Asgari ücret tartışmaları bütün hı­zıyla devam ediyor. Geçen haf­ta asgari ücreti açlık sınırı üzerinden tartışmanın yaratacağı olumsuzlukla­ra dikkat çekmek istedim. Bu hafta da devamlı kamuoyunun gündeminde ol­duğu için açlık ve yoksulluk sınırı hak­kında yazmak istedim.

Çoğu ücret tartışmasında referans kabul edilen açlık ve yoksulluk sınır­larını TÜRK-İŞ 1987’den beri hesap­lıyor.
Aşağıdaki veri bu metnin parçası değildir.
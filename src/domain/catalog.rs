use super::tutor::{Availability, Review, Subject, Tutor};
use super::wallet::Amount;
use crate::error::Result;
use std::io::Read;

const DEFAULT_SLOTS: [&str; 4] = ["04:00 مساءً", "05:00 مساءً", "06:00 مساءً", "07:00 مساءً"];

/// The list of tutors students can browse and book.
#[derive(Debug, Clone, PartialEq)]
pub struct Catalog {
    tutors: Vec<Tutor>,
}

impl Catalog {
    pub fn new(tutors: Vec<Tutor>) -> Self {
        Self { tutors }
    }

    /// Reads a JSON array of tutors.
    pub fn from_reader<R: Read>(source: R) -> Result<Self> {
        let tutors: Vec<Tutor> = serde_json::from_reader(source)?;
        Ok(Self::new(tutors))
    }

    /// The catalog bundled with the application.
    pub fn builtin() -> Self {
        Self::new(vec![
            Tutor {
                id: "1".to_string(),
                name: "د. أحمد علي".to_string(),
                specialty: "الرياضيات المتقدمة".to_string(),
                bio: "خبير في تدريس الرياضيات للثانوية العامة والجامعات لأكثر من 10 سنوات."
                    .to_string(),
                rating: 4.9,
                reviews_count: 124,
                hourly_rate: Amount::from(50u32),
                avatar: "https://picsum.photos/seed/tutor1/200".to_string(),
                subjects: vec![Subject::Mathematics, Subject::Physics],
                availability: vec![window("الاثنين"), window("الأربعاء")],
                reviews: vec![Review {
                    id: "r1".to_string(),
                    student_name: "ياسر خالد".to_string(),
                    rating: 5.0,
                    comment: "شرح ممتاز ومبسط جداً!".to_string(),
                    date: "2024-05-01".to_string(),
                }],
            },
            Tutor {
                id: "2".to_string(),
                name: "أ. سارة محمود".to_string(),
                specialty: "اللغة الإنجليزية".to_string(),
                bio: "متخصصة في التحضير لاختبارات IELTS و TOEFL بأساليب تفاعلية حديثة."
                    .to_string(),
                rating: 4.8,
                reviews_count: 89,
                hourly_rate: Amount::from(40u32),
                avatar: "https://picsum.photos/seed/tutor2/200".to_string(),
                subjects: vec![Subject::English],
                availability: vec![window("الأحد"), window("الثلاثاء")],
                reviews: Vec::new(),
            },
            Tutor {
                id: "3".to_string(),
                name: "المهندس خالد حسن".to_string(),
                specialty: "تطوير الويب والبرمجة".to_string(),
                bio: "مطور واجهات أمامية، أساعد الطلاب على بناء مشاريعهم البرمجية الأولى."
                    .to_string(),
                rating: 5.0,
                reviews_count: 45,
                hourly_rate: Amount::from(60u32),
                avatar: "https://picsum.photos/seed/tutor3/200".to_string(),
                subjects: vec![Subject::Programming],
                availability: vec![window("السبت"), window("الخميس")],
                reviews: Vec::new(),
            },
        ])
    }

    pub fn tutors(&self) -> &[Tutor] {
        &self.tutors
    }

    pub fn find(&self, tutor_id: &str) -> Option<&Tutor> {
        self.tutors.iter().find(|t| t.id == tutor_id)
    }
}

impl Default for Catalog {
    fn default() -> Self {
        Self::builtin()
    }
}

fn window(day: &str) -> Availability {
    Availability {
        day: day.to_string(),
        slots: DEFAULT_SLOTS.iter().map(|s| s.to_string()).collect(),
    }
}

#[cfg(test)]
mod tests {
    use super::*;
    use rust_decimal::Decimal;
    use rust_decimal_macros::dec;

    #[test]
    fn test_builtin_catalog() {
        let catalog = Catalog::builtin();
        assert_eq!(catalog.tutors().len(), 3);
        assert_eq!(
            catalog.find("1").unwrap().hourly_rate.value(),
            dec!(50)
        );
        assert!(catalog.find("42").is_none());
    }

    #[test]
    fn test_hourly_rates_are_non_negative() {
        for tutor in Catalog::builtin().tutors() {
            assert!(tutor.hourly_rate.value() >= Decimal::ZERO);
        }
    }

    #[test]
    fn test_every_tutor_has_bookable_slots() {
        for tutor in Catalog::builtin().tutors() {
            assert!(!tutor.availability.is_empty());
            assert!(tutor.availability.iter().all(|a| a.slots.len() == 4));
        }
    }

    #[test]
    fn test_catalog_from_json() {
        let raw = r#"[{
            "id": "7", "name": "Mona", "specialty": "Chemistry", "bio": "Lab work",
            "rating": 4.5, "reviewsCount": 3, "hourlyRate": 25, "avatar": "",
            "subjects": ["العلوم"],
            "availability": [{"day": "Friday", "slots": ["10:00"]}]
        }]"#;
        let catalog = Catalog::from_reader(raw.as_bytes()).unwrap();
        let tutor = catalog.find("7").unwrap();
        assert!(tutor.teaches(Subject::Science));
        assert!(tutor.is_available("Friday", "10:00"));
        assert!(tutor.reviews.is_empty());
    }

    #[test]
    fn test_catalog_from_json_rejects_negative_rate() {
        let raw = r#"[{
            "id": "7", "name": "Mona", "specialty": "", "bio": "",
            "rating": 4.5, "reviewsCount": 3, "hourlyRate": -1, "avatar": "",
            "subjects": []
        }]"#;
        assert!(Catalog::from_reader(raw.as_bytes()).is_err());
    }
}
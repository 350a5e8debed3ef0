pub mod appointment_writer;
pub mod tutor_writer;
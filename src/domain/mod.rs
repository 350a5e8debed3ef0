//! Domain types of the marketplace and the ports to its collaborators.

pub mod appointment;
pub mod auth;
pub mod catalog;
pub mod ports;
pub mod profile;
pub mod tutor;
pub mod wallet;
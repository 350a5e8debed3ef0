//! Application layer: the user-facing workflows of the marketplace.
//!
//! Each service owns the ports it needs and performs one action the front
//! end offers (booking, searching, asking for a recommendation, managing the
//! session). Services hold no view state; the caller keeps an `AppState`.

pub mod booking;
pub mod dashboard;
pub mod recommend;
pub mod search;
pub mod session;
use crate::domain::appointment::{Appointment, NewAppointment};
use crate::domain::ports::{AppointmentStoreRef, ProfileStoreRef};
use crate::domain::profile::UserProfile;
use crate::domain::tutor::Tutor;
use crate::domain::wallet::{Amount, Balance};
use crate::error::{MarketError, Result};
use tracing::{error, info, warn};

/// How many times the wallet debit is retried after losing a race.
const MAX_DEBIT_ATTEMPTS: usize = 3;

/// The state the caller should show after a successful booking.
#[derive(Debug, Clone, PartialEq)]
pub struct BookingOutcome {
    /// Newest first.
    pub appointments: Vec<Appointment>,
    pub user: UserProfile,
}

/// Books sessions with tutors and pays for them from the student's wallet.
///
/// The wallet is debited with a compare-and-set before the appointment is
/// written, so two bookings racing on the same wallet cannot both spend the
/// same funds. If writing the appointment fails the debit is refunded.
pub struct BookingService {
    profiles: ProfileStoreRef,
    appointments: AppointmentStoreRef,
}

impl BookingService {
    pub fn new(profiles: ProfileStoreRef, appointments: AppointmentStoreRef) -> Self {
        Self {
            profiles,
            appointments,
        }
    }

    pub async fn confirm_booking(
        &self,
        current_user: &UserProfile,
        appointments: &[Appointment],
        tutor: &Tutor,
        date: &str,
        time: &str,
    ) -> Result<BookingOutcome> {
        if !tutor.is_available(date, time) {
            return Err(MarketError::ValidationError(format!(
                "{} is not available on {date} at {time}",
                tutor.name
            )));
        }
        if !current_user.wallet_balance.can_afford(tutor.hourly_rate) {
            return Err(MarketError::InsufficientFunds {
                balance: current_user.wallet_balance.0,
                price: tutor.hourly_rate.value(),
            });
        }

        let price = tutor.hourly_rate;
        let debited = self.debit(current_user, price).await?;

        let request = NewAppointment::regular(current_user, tutor, date, time);
        let created = match self.appointments.insert(request).await {
            Ok(created) => created,
            Err(e) => {
                self.refund(&debited, price).await;
                return Err(e);
            }
        };

        info!(
            appointment_id = %created.id,
            tutor_id = %tutor.id,
            student_id = %current_user.id,
            balance = %debited.wallet_balance,
            "Booking confirmed"
        );

        let mut updated = Vec::with_capacity(appointments.len() + 1);
        updated.push(created);
        updated.extend_from_slice(appointments);

        Ok(BookingOutcome {
            appointments: updated,
            user: debited,
        })
    }

    /// Takes `price` out of the stored wallet, re-reading it after a lost race.
    async fn debit(&self, user: &UserProfile, price: Amount) -> Result<UserProfile> {
        let mut current = user.clone();
        for attempt in 1..=MAX_DEBIT_ATTEMPTS {
            let remaining = current.wallet_balance.checked_debit(price)?;
            match self
                .profiles
                .update_wallet(&current.id, current.wallet_balance, remaining)
                .await
            {
                Ok(updated) => return Ok(updated),
                Err(MarketError::Conflict(reason)) if attempt < MAX_DEBIT_ATTEMPTS => {
                    warn!(user_id = %current.id, attempt, %reason, "Wallet changed during booking");
                    current = self
                        .profiles
                        .get(&current.id)
                        .await?
                        .ok_or_else(|| MarketError::NotFound(format!("Profile {}", current.id)))?;
                }
                Err(e) => return Err(e),
            }
        }
        Err(MarketError::Conflict(format!(
            "Wallet of {} kept changing",
            user.id
        )))
    }

    async fn refund(&self, debited: &UserProfile, price: Amount) {
        let mut current = debited.clone();
        for _ in 0..MAX_DEBIT_ATTEMPTS {
            let restored = current.wallet_balance + Balance::from(price);
            match self
                .profiles
                .update_wallet(&current.id, current.wallet_balance, restored)
                .await
            {
                Ok(_) => {
                    warn!(
                        user_id = %current.id,
                        %price,
                        "Refunded booking that could not be saved"
                    );
                    return;
                }
                Err(MarketError::Conflict(_)) => match self.profiles.get(&current.id).await {
                    Ok(Some(fresh)) => current = fresh,
                    Ok(None) => break,
                    Err(e) => {
                        error!(
                            user_id = %current.id,
                            error = %e,
                            "Could not re-read wallet for refund"
                        );
                        return;
                    }
                },
                Err(e) => {
                    error!(user_id = %current.id, %price, error = %e, "Refund failed");
                    return;
                }
            }
        }
        error!(user_id = %debited.id, %price, "Refund abandoned");
    }
}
TÜRK-İŞ’in hesabının öznesi 4 kişilik temsili bir hane. Açlık sını­rı da aslında bu hanenin dengeli bes­lenmek için bir ayda yapması gereken gıda harcamasını temsil ediyor. Bura­daki “dengeli beslenme” ifadesi önem­li zira aç kalmamak için sağlıksız ama karbonhidrat yoğun bir beslenme ka­lıbıyla günlük kalori ihtiyacınızı daha ucuza karşılama imkânınız da var.

Ör­neğin siyaseten çok popüler olan si­mit hesabıyla 4 kişilik hanenin ihtiyaç duyduğu aylık gıda harcaması 5400 TL oluyor. TÜRK-İŞ’in Kasım 2024 için açıkladığı açlık sınırı ise 20.400 TL. Tabii bir de insan Çalışma ve Sos­yal Güvenlik Bakanlığı’ndan bir şeyler duymak istiyor ama bakanlığın web sayfasına gittiğinizde açlık sınırıyla ilgili herhangi bir istatistik ya da de­ğerlendirme görmüyorsunuz.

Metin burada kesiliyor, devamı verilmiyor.